The hitch is execution. Intel Foundry is still losing money, and management has flagged a potential pause of Intel 14A if customers do not commit.
TSMC’s path is simpler. Stay the only credible volume supplier of leading-edge nodes, then collect rent. Its Arizona expansion is now eligible for a 35% investment tax credit effective January 1, 2026, which softens the geopolitical hedge cost.
On insider activity, TSMC saw three coordinated buy events between April and June with CEO C.C. Wei adding shares each time, while Intel’s CFO and foundry GM were net sellers in May and June.
For Intel, Q2 guidance of $13.8 billion to $14.8 billion in revenue at a 39% gross margin suggests momentum without margin breakout yet. I will watch whether Intel 18A volume in Arizona converts external customers into multiyear wafer commitments.

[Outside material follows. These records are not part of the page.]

//! Vector and matrix marshaling.
//!
//! Small values are written inline as `c(...)`. Values above the spooling
//! threshold are written to a temp file, one token per whitespace-separated
//! position, and the engine reads them back with `scan(...)`. The caller
//! owns the returned path and must register it for deletion.
//!
//! Elements always travel in column-major order to match `byrow=FALSE`.

use std::fs::File;
use std::io::{BufWriter, Write};
use std::path::{Path, PathBuf};

use rbridge_types::Matrix;

use crate::error::{BridgeError, BridgeResult};
use crate::literal::{decode_token, encode_element};
use crate::protocol::quote;

/// How a vector or matrix literal is sized and laid out.
#[derive(Debug, Clone, Copy, PartialEq, Eq)]
pub struct MarshalOptions {
    /// Spool to a file when the element count is strictly above this.
    pub spool_threshold: usize,
    /// Inline lists break the line after this many elements.
    pub elements_per_line: usize,
}

impl Default for MarshalOptions {
    fn default() -> Self {
        Self {
            spool_threshold: 20,
            elements_per_line: 10,
        }
    }
}

/// A literal ready to splice into a statement.
#[derive(Debug, Clone, PartialEq, Eq)]
pub struct MatrixLiteral {
    pub text: String,
    /// Temp file the literal reads from, if it was spooled.
    pub spooled: Option<PathBuf>,
}

/// Emit a matrix (or vector, when `as_vector`) literal.
///
/// Matrices are wrapped in `matrix(...,nrow=M,ncol=N,byrow=FALSE)`; vectors
/// are the bare list. Spooled files are created in `spool_dir`.
pub fn matrix_literal(
    matrix: &Matrix,
    as_vector: bool,
    options: &MarshalOptions,
    spool_dir: &Path,
) -> BridgeResult<MatrixLiteral> {
    if as_vector {
        matrix.check_vector()?;
    } else {
        matrix.check_shape_survives()?;
    }

    let (list, spooled) = if matrix.len() > options.spool_threshold {
        let path = spool(matrix, spool_dir)
            .map_err(|e| BridgeError::io("spooling values to a temp file", e))?;
        (scan_expr(&path, matrix.len()), Some(path))
    } else {
        (
            inline_list(matrix.column_major(), matrix.is_integer(), options.elements_per_line),
            None,
        )
    };

    let text = if as_vector {
        list
    } else {
        format!(
            "matrix({},nrow={},ncol={},byrow=FALSE)",
            list,
            matrix.rows(),
            matrix.cols()
        )
    };

    Ok(MatrixLiteral { text, spooled })
}

/// `c(v1,v2,...)` with a newline after every `per_line` elements.
pub fn inline_list(values: impl Iterator<Item = f64>, integer: bool, per_line: usize) -> String {
    let mut out = String::from("c(");
    let mut count = 0usize;
    for v in values {
        if count > 0 {
            out.push(',');
            if per_line > 0 && count % per_line == 0 {
                out.push('\n');
            }
        }
        out.push_str(&encode_element(v, integer));
        count += 1;
    }
    if count == 0 {
        return "numeric(0)".to_string();
    }
    out.push(')');
    out
}

/// Read exactly `count` numbers from a spooled file.
pub fn scan_expr(path: &Path, count: usize) -> String {
    format!(
        "scan({},n={},quiet=TRUE)",
        quote(&path.to_string_lossy()),
        count
    )
}

/// Write the elements to a fresh file in `dir` and keep it on disk.
pub fn spool(matrix: &Matrix, dir: &Path) -> std::io::Result<PathBuf> {
    let mut file = tempfile::Builder::new()
        .prefix("spool-")
        .suffix(".txt")
        .tempfile_in(dir)?;

    {
        let mut writer = BufWriter::new(file.as_file_mut());
        write_tokens(&mut writer, matrix)?;
        writer.flush()?;
    }

    let (_, path) = file.keep().map_err(|e| e.error)?;
    tracing::trace!(path = %path.display(), elements = matrix.len(), "spooled values");
    Ok(path)
}

fn write_tokens(writer: &mut BufWriter<&mut File>, matrix: &Matrix) -> std::io::Result<()> {
    for (i, v) in matrix.column_major().enumerate() {
        if i > 0 {
            writer.write_all(if i % 10 == 0 { b"\n" } else { b" " })?;
        }
        writer.write_all(encode_element(v, matrix.is_integer()).as_bytes())?;
    }
    writer.write_all(b"\n")
}

/// Parse a `write.table` dump into a matrix.
///
/// Blank lines are skipped. Every row must have the same number of columns.
pub fn parse_table<S: AsRef<str>>(lines: &[S]) -> BridgeResult<Matrix> {
    let mut data = Vec::new();
    let mut rows = 0usize;
    let mut cols: Option<usize> = None;
    let mut integer = true;

    for line in lines {
        let line = line.as_ref();
        if line.trim().is_empty() {
            continue;
        }

        let mut width = 0usize;
        for raw in line.split_whitespace() {
            let token = decode_token(raw)
                .ok_or_else(|| BridgeError::decode(line, format!("bad element {:?}", raw)))?;
            integer &= raw.trim_matches('"').parse::<i64>().is_ok();
            data.push(token.as_f64());
            width += 1;
        }

        match cols {
            None => cols = Some(width),
            Some(expected) if expected != width => {
                return Err(BridgeError::decode(
                    line,
                    format!("row {} has {} columns, expected {}", rows, width, expected),
                ));
            }
            Some(_) => {}
        }
        rows += 1;
    }

    let cols = cols.unwrap_or(0);
    let matrix = Matrix::new(rows, cols, data)?;
    Ok(matrix.with_integer(integer && rows > 0))
}

#[cfg(test)]
mod tests {
    use super::*;
    use rbridge_types::ShapeError;

    fn options() -> MarshalOptions {
        MarshalOptions::default()
    }

    #[test]
    fn small_matrix_is_inline_column_major() {
        let m = Matrix::new(2, 2, vec![1.0, 2.0, 3.0, 4.0]).unwrap();
        let dir = tempfile::tempdir().unwrap();
        let lit = matrix_literal(&m, false, &options(), dir.path()).unwrap();
        assert_eq!(lit.text, "matrix(c(1.0,3.0,2.0,4.0),nrow=2,ncol=2,byrow=FALSE)");
        assert!(lit.spooled.is_none());
    }

    #[test]
    fn inline_lists_wrap_lines() {
        let text = inline_list((1..=12).map(f64::from), true, 5);
        assert_eq!(text, "c(1,2,3,4,5,\n6,7,8,9,10,\n11,12)");
    }

    #[test]
    fn empty_list_is_numeric_zero() {
        assert_eq!(inline_list(std::iter::empty(), false, 10), "numeric(0)");
    }

    #[test]
    fn vector_must_have_vector_shape() {
        let m = Matrix::from_fn(3, 3, |r, c| (r * 3 + c) as f64).unwrap();
        let dir = tempfile::tempdir().unwrap();
        let err = matrix_literal(&m, true, &options(), dir.path()).unwrap_err();
        assert!(matches!(err, BridgeError::Shape(_)));
    }

    #[test]
    fn vector_is_bare_list() {
        let v = Matrix::column(vec![1.5, f64::NAN, f64::INFINITY]);
        let dir = tempfile::tempdir().unwrap();
        let lit = matrix_literal(&v, true, &options(), dir.path()).unwrap();
        assert_eq!(lit.text, "c(1.5,NaN,Inf)");
    }

    #[test]
    fn large_matrix_is_spooled() {
        let m = Matrix::from_fn(10, 10, |r, c| (r * 10 + c) as f64).unwrap().with_integer(true);
        let dir = tempfile::tempdir().unwrap();
        let lit = matrix_literal(&m, false, &options(), dir.path()).unwrap();

        let path = lit.spooled.expect("should spool");
        assert!(path.starts_with(dir.path()));
        assert!(lit.text.starts_with("matrix(scan("));
        assert!(lit.text.contains(",n=100,quiet=TRUE),nrow=10,ncol=10,byrow=FALSE)"));

        let content = std::fs::read_to_string(&path).unwrap();
        let tokens: Vec<&str> = content.split_whitespace().collect();
        assert_eq!(tokens.len(), 100);
        // Column-major: second token is row 1, column 0
        assert_eq!(tokens[0], "0");
        assert_eq!(tokens[1], "10");
    }

    #[test]
    fn threshold_is_exclusive() {
        let dir = tempfile::tempdir().unwrap();
        let opts = MarshalOptions {
            spool_threshold: 4,
            elements_per_line: 10,
        };
        let four = Matrix::from_fn(2, 2, |_, _| 1.0).unwrap();
        assert!(matrix_literal(&four, false, &opts, dir.path()).unwrap().spooled.is_none());
        let five = Matrix::row(vec![1.0; 5]);
        assert!(matrix_literal(&five, true, &opts, dir.path()).unwrap().spooled.is_some());
    }

    #[test]
    fn parse_table_builds_rows() {
        let lines = ["1 2 3", "4 5 6", ""];
        let m = parse_table(&lines).unwrap();
        assert_eq!(m.rows(), 2);
        assert_eq!(m.cols(), 3);
        assert_eq!(m.as_slice(), &[1.0, 2.0, 3.0, 4.0, 5.0, 6.0]);
        assert!(m.is_integer());
    }

    #[test]
    fn parse_table_decodes_specials() {
        let lines = ["TRUE NaN", "-Inf 0.5"];
        let m = parse_table(&lines).unwrap();
        assert_eq!(m.get(0, 0), Some(1.0));
        assert!(m.get(0, 1).unwrap().is_nan());
        assert_eq!(m.get(1, 0), Some(f64::NEG_INFINITY));
        assert!(!m.is_integer());
    }

    #[test]
    fn parse_table_rejects_ragged_rows() {
        let err = parse_table(&["1 2", "3"]).unwrap_err();
        assert!(matches!(err, BridgeError::Decode { .. }));
    }

    #[test]
    fn parse_table_rejects_garbage() {
        let err = parse_table(&["1 two"]).unwrap_err();
        assert!(err.to_string().contains("bad element"));
    }

    #[test]
    fn empty_dimension_matrix_is_rejected() {
        let dir = tempfile::tempdir().unwrap();
        let flat = Matrix::new(3, 0, vec![]).unwrap();
        let err = matrix_literal(&flat, false, &options(), dir.path()).unwrap_err();
        assert!(matches!(
            err,
            BridgeError::Shape(ShapeError::EmptyDimension { rows: 3, cols: 0 })
        ));
        let none = Matrix::new(0, 0, vec![]).unwrap();
        let lit = matrix_literal(&none, false, &options(), dir.path()).unwrap();
        assert_eq!(lit.text, "matrix(numeric(0),nrow=0,ncol=0,byrow=FALSE)");
    }

    #[test]
    fn parse_empty_table() {
        let lines: [&str; 0] = [];
        let m = parse_table(&lines).unwrap();
        assert!(m.is_empty());
    }
}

For TSMC, the question is whether NT dollar appreciation and customer concentration (top 10 customers = 84% of receivables) start to bite reported growth.
Intel has run hard. The stock is up 258.48% year to date and 524.26% over one year, which already prices in a lot of belief. TSMC is up a more measured 44.32% YTD while actually producing the cash flows.
For me, TSMC fits a buy-the-business investor: 46.5% profit margin, 36.2% ROE, and durable demand. Intel suits a turnaround investor willing to underwrite Foundry losses for the chance that Tan’s reset reshapes the cost base. Intel’s risk/reward at current levels skews to execution risk on the Foundry ramp, while TSMC’s cash generation cushions volatility on pullbacks.